◆ Items listed in a dataset:

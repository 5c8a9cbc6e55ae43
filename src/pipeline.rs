//! One-shot conversion: load, classify, write

use crate::config::Config;
use crate::error::Result;
use crate::expander::expand_rows;
use crate::sheet::write_workbook;
use crate::source::load_addresses;
use crate::types::Summary;
use chrono::Local;
use tracing::info;

/// Run a full conversion and return the row tally.
///
/// Input failures abort before any classification happens. The row
/// sequence is built completely in memory before it is written.
pub fn run(config: &Config) -> Result<Summary> {
    let addresses = load_addresses(&config.source, config.timeout)?;

    let rows = expand_rows(&addresses);
    let summary = Summary::tally(&rows);
    info!(
        "Classified {} addresses into {} rows",
        addresses.len(),
        summary.total()
    );

    let output = config.output_path(Local::now().naive_local());
    write_workbook(&rows, &config.sheet_name, &output)?;

    Ok(summary)
}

◆ PROBLEM TO SOLVE: Return every line of the preceding records in which the word "Result" appears.

◆ ANSWER SPACE:
use crate::error::Result;
pub fn run(config: &Config) -> Result<Summary> {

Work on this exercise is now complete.